----- DATA PROVIDED

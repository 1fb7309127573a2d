use std::path::PathBuf;
use std::process::ExitCode;

use clap::{Parser, Subcommand};

use maestro_core::extension::loader;
use maestro_core::extension::resolver::ResolveMode;
use maestro_core::kernel::bootstrap::{Core, CoreMode};
use maestro_core::kernel::constants::{APP_NAME, APP_VERSION, EXTENSIONS_DIR_NAME};
use maestro_core::kernel::error::Result;
use maestro_core::memory::document::Document;
use maestro_core::settings::Settings;

/// Maestro: extension-driven web admin core
#[derive(Parser, Debug)]
#[command(author, version, about, long_about = None)]
struct CliArgs {
    /// Base directory holding the memory store and the extensions directory
    #[arg(long, default_value = ".")]
    dir: PathBuf,

    #[command(subcommand)]
    command: Commands,
}

#[derive(Subcommand, Debug)]
enum Commands {
    /// Seed a fresh memory store in the base directory
    Install,
    /// Scan the extensions directory and rebuild the available-set cache
    Detect,
    /// Manage extensions
    Extension {
        #[command(subcommand)]
        command: ExtensionCommand,
    },
    /// Show the platform settings and their validation problems
    Settings,
    /// Show the assembled admin menu
    Menu,
}

#[derive(Subcommand, Debug)]
enum ExtensionCommand {
    /// List available extensions with their activation state
    List,
    /// Activate an extension
    Activate {
        /// Registry identifier of the extension
        identifier: String,
    },
    /// Deactivate an extension
    Deactivate {
        /// Registry identifier of the extension
        identifier: String,
    },
}

#[tokio::main]
async fn main() -> ExitCode {
    let args = CliArgs::parse();

    match run(args).await {
        Ok(()) => ExitCode::SUCCESS,
        Err(error) => {
            // A blocked lifecycle transition carries the structured list;
            // render it instead of the generic message.
            if let Some(unresolved) = error.unresolved_dependencies() {
                eprintln!("blocked by unresolved dependencies:");
                for entry in unresolved {
                    eprintln!("  - {}", entry);
                }
            } else {
                eprintln!("error: {}", error);
            }
            ExitCode::FAILURE
        }
    }
}

async fn run(args: CliArgs) -> Result<()> {
    if let Commands::Install = args.command {
        // An empty store document reads back as "not installed", so seed
        // the minimal site block.
        let mut seed = Document::new();
        seed.put("site.name", serde_json::json!(APP_NAME));
        Core::install(&args.dir, seed)?;
        println!("seeded memory store under {}", args.dir.display());
        return Ok(());
    }

    let mut core = Core::start(&args.dir)?;
    if core.mode() == CoreMode::Install {
        println!(
            "{} v{}: no memory store found, run `maestro install` first",
            APP_NAME, APP_VERSION
        );
    }

    match args.command {
        Commands::Install => unreachable!("handled above"),
        Commands::Detect => {
            let dir = args.dir.join(EXTENSIONS_DIR_NAME);
            let locations = loader::discover_locations(&dir).await?;
            let registry = loader::detect(&locations, core.memory_mut()).await?;
            println!("detected {} extension(s):", registry.len());
            for (identifier, descriptor) in registry.iter() {
                println!("  {} ({} v{})", identifier, descriptor.name, descriptor.version);
            }
        }
        Commands::Extension { command } => match command {
            ExtensionCommand::List => list_extensions(&core)?,
            ExtensionCommand::Activate { identifier } => {
                let (extensions, memory) = core.extensions_mut();
                extensions.activate(&identifier, memory).await?;
                println!("activated '{}'", identifier);
            }
            ExtensionCommand::Deactivate { identifier } => {
                let (extensions, memory) = core.extensions_mut();
                extensions.deactivate(&identifier, memory).await?;
                println!("deactivated '{}'", identifier);
            }
        },
        Commands::Settings => {
            let settings = Settings::load(core.memory());
            println!("site name:      {}", settings.site_name);
            println!("site info:      {}", settings.site_description);
            println!("web upgrade:    {}", settings.site_web_upgrade);
            println!("mail transport: {}", settings.email_default);
            let problems = settings.validate();
            if problems.is_empty() {
                println!("settings valid");
            } else {
                println!("problems:");
                for problem in &problems {
                    println!("  - {}", problem);
                }
            }
        }
        Commands::Menu => {
            for entry in core.menu().iter() {
                println!("{:<12} {:<12} {}", entry.id, entry.title, entry.link);
            }
        }
    }

    Ok(())
}

fn list_extensions(core: &Core) -> Result<()> {
    let registry = maestro_core::ExtensionRegistry::load(core.memory())?;
    if registry.is_empty() {
        println!("no extensions detected; run `maestro detect`");
        return Ok(());
    }

    for (identifier, descriptor) in registry.iter() {
        let active = core.extensions().activated(identifier, core.memory());
        let marker = if active { "active" } else { "inactive" };
        println!(
            "{:<20} {} v{:<8} [{}]",
            identifier, descriptor.name, descriptor.version, marker
        );
        let unresolved =
            core.extensions()
                .unresolved(identifier, ResolveMode::Diagnostic, core.memory())?;
        for entry in unresolved {
            println!("    missing: {}", entry);
        }
    }
    Ok(())
}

----------

[WHAT NEEDS TO BE DONE]: Write the entries out once more, exactly as they appear.

[TASK SOLUTION]:
repository 1fb7309127573a2d
use std::path::PathBuf;
use std::process::ExitCode;

use clap::{Parser, Subcommand};

use maestro_core::extension::loader;
use maestro_core::extension::resolver::ResolveMode;
use maestro_core::kernel::bootstrap::{Core, CoreMode};
use maestro_core::kernel::constants::{APP_NAME, APP_VERSION, EXTENSIONS_DIR_NAME};
use maestro_core::kernel::error::Result;
use maestro_core::memory::document::Document;
use maestro_core::settings::Settings;

/// Maestro: extension-driven web admin core
#[derive(Parser, Debug)]
#[command(author, version, about, long_about = None)]
struct CliArgs {
    /// Base directory holding the memory store and the extensions directory
    #[arg(long, default_value = ".")]
    dir: PathBuf,

    #[command(subcommand)]
    command: Commands,
}

#[derive(Subcommand, Debug)]
enum Commands {
    /// Seed a fresh memory store in the base directory
    Install,
    /// Scan the extensions directory and rebuild the available-set cache
    Detect,
    /// Manage extensions
    Extension {
        #[command(subcommand)]
        command: ExtensionCommand,
    },
    /// Show the platform settings and their validation problems
    Settings,
    /// Show the assembled admin menu
    Menu,
}

#[derive(Subcommand, Debug)]
enum ExtensionCommand {
    /// List available extensions with their activation state
    List,
    /// Activate an extension
    Activate {
        /// Registry identifier of the extension
        identifier: String,
    },
    /// Deactivate an extension
    Deactivate {
        /// Registry identifier of the extension
        identifier: String,
    },
}

#[tokio::main]
async fn main() -> ExitCode {
    let args = CliArgs::parse();

    match run(args).await {
        Ok(()) => ExitCode::SUCCESS,
        Err(error) => {
            // A blocked lifecycle transition carries the structured list;
            // render it instead of the generic message.
            if let Some(unresolved) = error.unresolved_dependencies() {
                eprintln!("blocked by unresolved dependencies:");
                for entry in unresolved {
                    eprintln!("  - {}", entry);
                }
            } else {
                eprintln!("error: {}", error);
            }
            ExitCode::FAILURE
        }
    }
}

async fn run(args: CliArgs) -> Result<()> {
    if let Commands::Install = args.command {
        // An empty store document reads back as "not installed", so seed
        // the minimal site block.
        let mut seed = Document::new();
        seed.put("site.name", serde_json::json!(APP_NAME));
        Core::install(&args.dir, seed)?;
        println!("seeded memory store under {}", args.dir.display());
        return Ok(());
    }

    let mut core = Core::start(&args.dir)?;
    if core.mode() == CoreMode::Install {
        println!(
            "{} v{}: no memory store found, run `maestro install` first",
            APP_NAME, APP_VERSION
        );
    }

    match args.command {
        Commands::Install => unreachable!("handled above"),
        Commands::Detect => {
            let dir = args.dir.join(EXTENSIONS_DIR_NAME);
            let locations = loader::discover_locations(&dir).await?;
            let registry = loader::detect(&locations, core.memory_mut()).await?;
            println!("detected {} extension(s):", registry.len());
            for (identifier, descriptor) in registry.iter() {
                println!("  {} ({} v{})", identifier, descriptor.name, descriptor.version);
            }
        }
        Commands::Extension { command } => match command {
            ExtensionCommand::List => list_extensions(&core)?,
            ExtensionCommand::Activate { identifier } => {
                let (extensions, memory) = core.extensions_mut();
                extensions.activate(&identifier, memory).await?;
                println!("activated '{}'", identifier);
            }
            ExtensionCommand::Deactivate { identifier } => {
                let (extensions, memory) = core.extensions_mut();
                extensions.deactivate(&identifier, memory).await?;
                println!("deactivated '{}'", identifier);
            }
        },
        Commands::Settings => {
            let settings = Settings::load(core.memory());
            println!("site name:      {}", settings.site_name);
            println!("site info:      {}", settings.site_description);
            println!("web upgrade:    {}", settings.site_web_upgrade);
            println!("mail transport: {}", settings.email_default);
            let problems = settings.validate();
            if problems.is_empty() {
                println!("settings valid");
            } else {
                println!("problems:");
                for problem in &problems {
                    println!("  - {}", problem);
                }
            }
        }
        Commands::Menu => {
            for entry in core.menu().iter() {
                println!("{:<12} {:<12} {}", entry.id, entry.title, entry.link);
            }
        }
    }

    Ok(())
}

fn list_extensions(core: &Core) -> Result<()> {
    let registry = maestro_core::ExtensionRegistry::load(core.memory())?;
    if registry.is_empty() {
        println!("no extensions detected; run `maestro detect`");
        return Ok(());
    }

    for (identifier, descriptor) in registry.iter() {
        let active = core.extensions().activated(identifier, core.memory());
        let marker = if active { "active" } else { "inactive" };
        println!(
            "{:<20} {} v{:<8} [{}]",
            identifier, descriptor.name, descriptor.version, marker
        );
        let unresolved =
            core.extensions()
                .unresolved(identifier, ResolveMode::Diagnostic, core.memory())?;
        for entry in unresolved {
            println!("    missing: {}", entry);
        }
    }
    Ok(())
}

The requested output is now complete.